The historical basis for the narrative began in 1701. The ruling shōgun Tokugawa Tsunayoshi placed Asano Takumi-no-kami Naganori, the daimyō of Akō, in charge of a reception of envoys from the Imperial Court in Kyoto. He also appointed the protocol official (kōke) Kira Kōzuke-no-suke Yoshinaka to instruct Asano in the ceremonies. On the day of the reception, at Edo Castle, Asano drew his short sword and attempted to kill Kira. His reasons are not known, but many have suggested that an insult may have provoked him. For this act, he was sentenced to commit seppuku, but Kira did not receive any punishment. The shogunate confiscated Asano's lands (the Akō Domain) and dismissed the samurai who had served him, making them rōnin.

Nearly two years later, Ōishi Kuranosuke Yoshio, who had been a high-ranking samurai in the service of Asano, led a group of forty-six/forty-seven of the rōnin (some discount the membership of one for various reasons). They broke into Kira's mansion in Edo, captured and killed Kira, and laid his head at the grave of Asano at Sengaku-ji. They then turned themselves in to the authorities, and were sentenced to commit seppuku, which they all did on the same day that year. Ōishi is the protagonist in most retellings of the fictionalized form of what became known as the Akō incident, or, in its fictionalized form, the Treasury of Loyal Retainers (Chūshingura).

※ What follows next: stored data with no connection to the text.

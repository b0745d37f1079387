//! Job tracking
//!
//! A job row is created when a task is dispatched and mutated by the
//! running pipeline through a [`JobTracker`]. Callers poll it through
//! [`JobService::poll`].

use crate::db::models::{Job, JobStatus};
use crate::db::{JobUpdate, RecordStore};
use crate::errors::{AppError, Result};
use crate::queue::{RepoSource, TaskMessage, TaskQueue};
use serde::{Deserialize, Serialize};
use std::sync::Arc;
use tracing::{info, warn};
use uuid::Uuid;

/// Typed job metadata, stored as the job's JSON blob
#[derive(Debug, Clone, Default, Serialize, Deserialize, PartialEq)]
pub struct JobMetadata {
    #[serde(default, skip_serializing_if = "Option::is_none")]
    pub repo_id: Option<Uuid>,

    #[serde(default, skip_serializing_if = "Option::is_none")]
    pub current_step: Option<String>,

    #[serde(default, skip_serializing_if = "Option::is_none")]
    pub completion_message: Option<String>,

    #[serde(default, skip_serializing_if = "Option::is_none")]
    pub suggestions_created: Option<usize>,

    #[serde(default, skip_serializing_if = "Option::is_none")]
    pub files_to_edit: Option<Vec<String>>,

    #[serde(default, skip_serializing_if = "Option::is_none")]
    pub suggestion_ids: Option<Vec<Uuid>>,

    #[serde(default, skip_serializing_if = "Option::is_none")]
    pub files_processed: Option<usize>,

    /// Whether the indexed snapshot matched the previous root hash
    #[serde(default, skip_serializing_if = "Option::is_none")]
    pub unchanged: Option<bool>,
}

impl JobMetadata {
    pub fn for_repo(repo_id: Uuid) -> Self {
        Self {
            repo_id: Some(repo_id),
            ..Self::default()
        }
    }

    /// Parse a stored blob, tolerating unknown or malformed content
    pub fn from_value(value: &serde_json::Value) -> Self {
        serde_json::from_value(value.clone()).unwrap_or_default()
    }

    pub fn to_value(&self) -> serde_json::Value {
        serde_json::to_value(self).unwrap_or_else(|_| serde_json::json!({}))
    }

    /// Overlay the set fields of `other` onto `self`
    pub fn merge(&mut self, other: JobMetadata) {
        macro_rules! overlay {
            ($($field:ident),*) => {
                $(if other.$field.is_some() { self.$field = other.$field; })*
            };
        }
        overlay!(
            repo_id,
            current_step,
            completion_message,
            suggestions_created,
            files_to_edit,
            suggestion_ids,
            files_processed,
            unchanged
        );
    }
}

/// Progress callback bound to one task id.
///
/// Reporting never fails the pipeline: store errors are logged and
/// swallowed.
#[derive(Clone)]
pub struct JobTracker {
    store: Arc<dyn RecordStore>,
    task_id: String,
    metadata: Arc<std::sync::Mutex<JobMetadata>>,
}

impl JobTracker {
    pub fn new(store: Arc<dyn RecordStore>, task_id: impl Into<String>) -> Self {
        Self {
            store,
            task_id: task_id.into(),
            metadata: Arc::new(std::sync::Mutex::new(JobMetadata::default())),
        }
    }

    pub fn task_id(&self) -> &str {
        &self.task_id
    }

    fn with_metadata(&self, update: JobMetadata) -> serde_json::Value {
        let mut guard = match self.metadata.lock() {
            Ok(guard) => guard,
            Err(poisoned) => poisoned.into_inner(),
        };
        guard.merge(update);
        guard.to_value()
    }

    async fn write(&self, update: JobUpdate) {
        if let Err(e) = self.store.update_job(&self.task_id, update).await {
            warn!(task_id = %self.task_id, error = %e, "Failed to update job");
        }
    }

    /// Load existing metadata and mark the job running
    pub async fn start(&self, initial: JobMetadata) {
        let mut seeded = match self.store.find_job(&self.task_id).await {
            Ok(Some(job)) => JobMetadata::from_value(&job.metadata),
            Ok(None) => JobMetadata::default(),
            Err(e) => {
                warn!(task_id = %self.task_id, error = %e, "Failed to load job");
                JobMetadata::default()
            }
        };
        seeded.merge(initial);
        let metadata = self.with_metadata(seeded);

        self.write(JobUpdate {
            status: Some(JobStatus::Running),
            progress: Some(0.0),
            metadata: Some(metadata),
            ..JobUpdate::default()
        })
        .await;
    }

    /// Report a named step with a percentage in 0..=100
    pub async fn progress(&self, step: &str, percent: u8) {
        info!(task_id = %self.task_id, step, percent, "Job progress");
        let metadata = self.with_metadata(JobMetadata {
            current_step: Some(step.to_string()),
            ..JobMetadata::default()
        });

        self.write(JobUpdate {
            status: Some(JobStatus::Running),
            progress: Some(f64::from(percent.min(100)) / 100.0),
            metadata: Some(metadata),
            ..JobUpdate::default()
        })
        .await;
    }

    /// Mark the job completed with its outcome
    pub async fn complete(&self, message: &str, outcome: JobMetadata) {
        let mut update = outcome;
        update.current_step = Some("Completed".to_string());
        update.completion_message = Some(message.to_string());
        let metadata = self.with_metadata(update);

        self.write(JobUpdate {
            status: Some(JobStatus::Completed),
            progress: Some(1.0),
            metadata: Some(metadata),
            ..JobUpdate::default()
        })
        .await;
    }

    /// Mark the job failed with the error message
    pub async fn fail<E: std::fmt::Display>(&self, error: E) {
        warn!(task_id = %self.task_id, error = %error, "Job failed");
        let metadata = self.with_metadata(JobMetadata {
            current_step: Some("Failed".to_string()),
            ..JobMetadata::default()
        });

        self.write(JobUpdate {
            status: Some(JobStatus::Failed),
            metadata: Some(metadata),
            error_msg: Some(error.to_string()),
            ..JobUpdate::default()
        })
        .await;
    }
}

/// Handle returned by a dispatch
#[derive(Debug, Clone, Serialize, Deserialize, PartialEq)]
pub struct JobHandle {
    pub task_id: String,
    pub status: JobStatus,
}

/// Polled view of a job
#[derive(Debug, Clone, Serialize, Deserialize, PartialEq)]
pub struct JobView {
    pub task_id: String,
    pub status: JobStatus,
    /// Percentage, 0..=100
    pub progress: f64,
    pub step: Option<String>,
    pub error: Option<String>,
    pub metadata: JobMetadata,
}

impl From<Job> for JobView {
    fn from(job: Job) -> Self {
        let metadata = JobMetadata::from_value(&job.metadata);
        Self {
            status: job.job_status(),
            progress: job.progress_percent(),
            step: metadata.current_step.clone(),
            error: job.error_msg,
            task_id: job.task_id,
            metadata,
        }
    }
}

/// Creates job rows, enqueues tasks and answers polls
#[derive(Clone)]
pub struct JobService {
    store: Arc<dyn RecordStore>,
    queue: Arc<dyn TaskQueue>,
}

impl JobService {
    pub fn new(store: Arc<dyn RecordStore>, queue: Arc<dyn TaskQueue>) -> Self {
        Self { store, queue }
    }

    async fn dispatch(&self, message: TaskMessage, metadata: JobMetadata) -> Result<JobHandle> {
        let job = self
            .store
            .create_job(message.task_id(), message.kind(), metadata.to_value())
            .await?;

        if let Err(e) = self.queue.enqueue(&message).await {
            let _ = self
                .store
                .update_job(
                    &job.task_id,
                    JobUpdate {
                        status: Some(JobStatus::Failed),
                        error_msg: Some(e.to_string()),
                        ..JobUpdate::default()
                    },
                )
                .await;
            return Err(e);
        }

        info!(task_id = %job.task_id, kind = %job.kind, "Task dispatched");
        Ok(JobHandle {
            task_id: job.task_id,
            status: JobStatus::Pending,
        })
    }

    /// Dispatch an index task for a repository
    pub async fn dispatch_index(
        &self,
        repo_id: Uuid,
        source: RepoSource,
        docs_directory: &str,
        soft_reindex: bool,
    ) -> Result<JobHandle> {
        let message = TaskMessage::Index {
            task_id: Uuid::new_v4().to_string(),
            repo_id,
            source,
            docs_directory: docs_directory.to_string(),
            soft_reindex,
        };
        self.dispatch(message, JobMetadata::for_repo(repo_id)).await
    }

    /// Dispatch a query task against a repository
    pub async fn dispatch_query(&self, query: &str, repo_id: Uuid, reviewer_id: Uuid) -> Result<JobHandle> {
        if query.trim().is_empty() {
            return Err(AppError::Validation {
                message: "query must not be empty".to_string(),
                field: Some("query".to_string()),
            });
        }

        let message = TaskMessage::Query {
            task_id: Uuid::new_v4().to_string(),
            query: query.to_string(),
            repo_id,
            reviewer_id,
        };
        self.dispatch(message, JobMetadata::for_repo(repo_id)).await
    }

    /// Current view of a job
    pub async fn poll(&self, task_id: &str) -> Result<JobView> {
        self.store
            .find_job(task_id)
            .await?
            .map(JobView::from)
            .ok_or_else(|| AppError::JobNotFound {
                id: task_id.to_string(),
            })
    }
}

#[cfg(test)]
mod tests {
    use super::*;
    use crate::db::MemoryRecordStore;
    use crate::queue::MemoryTaskQueue;

    fn service() -> (JobService, Arc<MemoryRecordStore>, Arc<MemoryTaskQueue>) {
        let store = Arc::new(MemoryRecordStore::new());
        let queue = Arc::new(MemoryTaskQueue::new());
        (JobService::new(store.clone(), queue.clone()), store, queue)
    }

    #[tokio::test]
    async fn test_dispatch_creates_pending_job_and_enqueues() {
        let (service, _, queue) = service();
        let repo_id = Uuid::new_v4();
        let handle = service
            .dispatch_query("add a FAQ entry", repo_id, Uuid::new_v4())
            .await
            .unwrap();

        assert_eq!(handle.status, JobStatus::Pending);
        assert_eq!(queue.pending_count(), 1);

        let view = service.poll(&handle.task_id).await.unwrap();
        assert_eq!(view.status, JobStatus::Pending);
        assert_eq!(view.progress, 0.0);
        assert_eq!(view.metadata.repo_id, Some(repo_id));
    }

    #[tokio::test]
    async fn test_empty_query_rejected() {
        let (service, _, queue) = service();
        let err = service
            .dispatch_query("   ", Uuid::new_v4(), Uuid::new_v4())
            .await
            .unwrap_err();
        assert!(matches!(err, AppError::Validation { .. }));
        assert_eq!(queue.pending_count(), 0);
    }

    #[tokio::test]
    async fn test_tracker_lifecycle() {
        let (service, store, _) = service();
        let handle = service
            .dispatch_index(
                Uuid::new_v4(),
                RepoSource {
                    full_name: "acme/docs".to_string(),
                    branch: "main".to_string(),
                    access_token: None,
                },
                "docs",
                false,
            )
            .await
            .unwrap();

        let tracker = JobTracker::new(store.clone(), handle.task_id.clone());
        tracker.start(JobMetadata::default()).await;
        tracker.progress("Processing files", 30).await;

        let view = service.poll(&handle.task_id).await.unwrap();
        assert_eq!(view.status, JobStatus::Running);
        assert_eq!(view.progress, 30.0);
        assert_eq!(view.step.as_deref(), Some("Processing files"));
        // Dispatch metadata survives progress updates
        assert!(view.metadata.repo_id.is_some());

        tracker
            .complete(
                "done",
                JobMetadata {
                    files_processed: Some(2),
                    ..JobMetadata::default()
                },
            )
            .await;
        let view = service.poll(&handle.task_id).await.unwrap();
        assert_eq!(view.status, JobStatus::Completed);
        assert_eq!(view.progress, 100.0);
        assert_eq!(view.metadata.files_processed, Some(2));
        assert_eq!(view.metadata.completion_message.as_deref(), Some("done"));
    }

    #[tokio::test]
    async fn test_fail_records_error() {
        let (service, store, _) = service();
        let handle = service
            .dispatch_query("q", Uuid::new_v4(), Uuid::new_v4())
            .await
            .unwrap();
        let tracker = JobTracker::new(store, handle.task_id.clone());
        tracker
            .fail(&AppError::Parse {
                message: "not a list".to_string(),
            })
            .await;

        let view = service.poll(&handle.task_id).await.unwrap();
        assert_eq!(view.status, JobStatus::Failed);
        assert!(view.error.unwrap().contains("not a list"));
    }

    #[tokio::test]
    async fn test_tracker_swallows_missing_job() {
        let store = Arc::new(MemoryRecordStore::new());
        let tracker = JobTracker::new(store, "missing");
        tracker.progress("anything", 10).await;
    }

    #[tokio::test]
    async fn test_poll_unknown_job() {
        let (service, _, _) = service();
        assert!(matches!(
            service.poll("nope").await.unwrap_err(),
            AppError::JobNotFound { .. }
        ));
    }
}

In 1822, the earliest known account of the Akō incident in the West was published in Isaac Titsingh's posthumous book Illustrations of Japan.

==Religious significance==

In the story of the 47 rōnin, the concept of chūshin gishi is another interpretation taken by some. Chūshin gishi is usually translated as "loyal and dutiful samurai". However, as John Allen Tucker points out that definition glosses over the religious meaning behind the term. Scholars during that time used that word to describe people who had given their lives for a greater cause in such a way that they deserved veneration after death. Such people were often entombed or memorialized at shrines.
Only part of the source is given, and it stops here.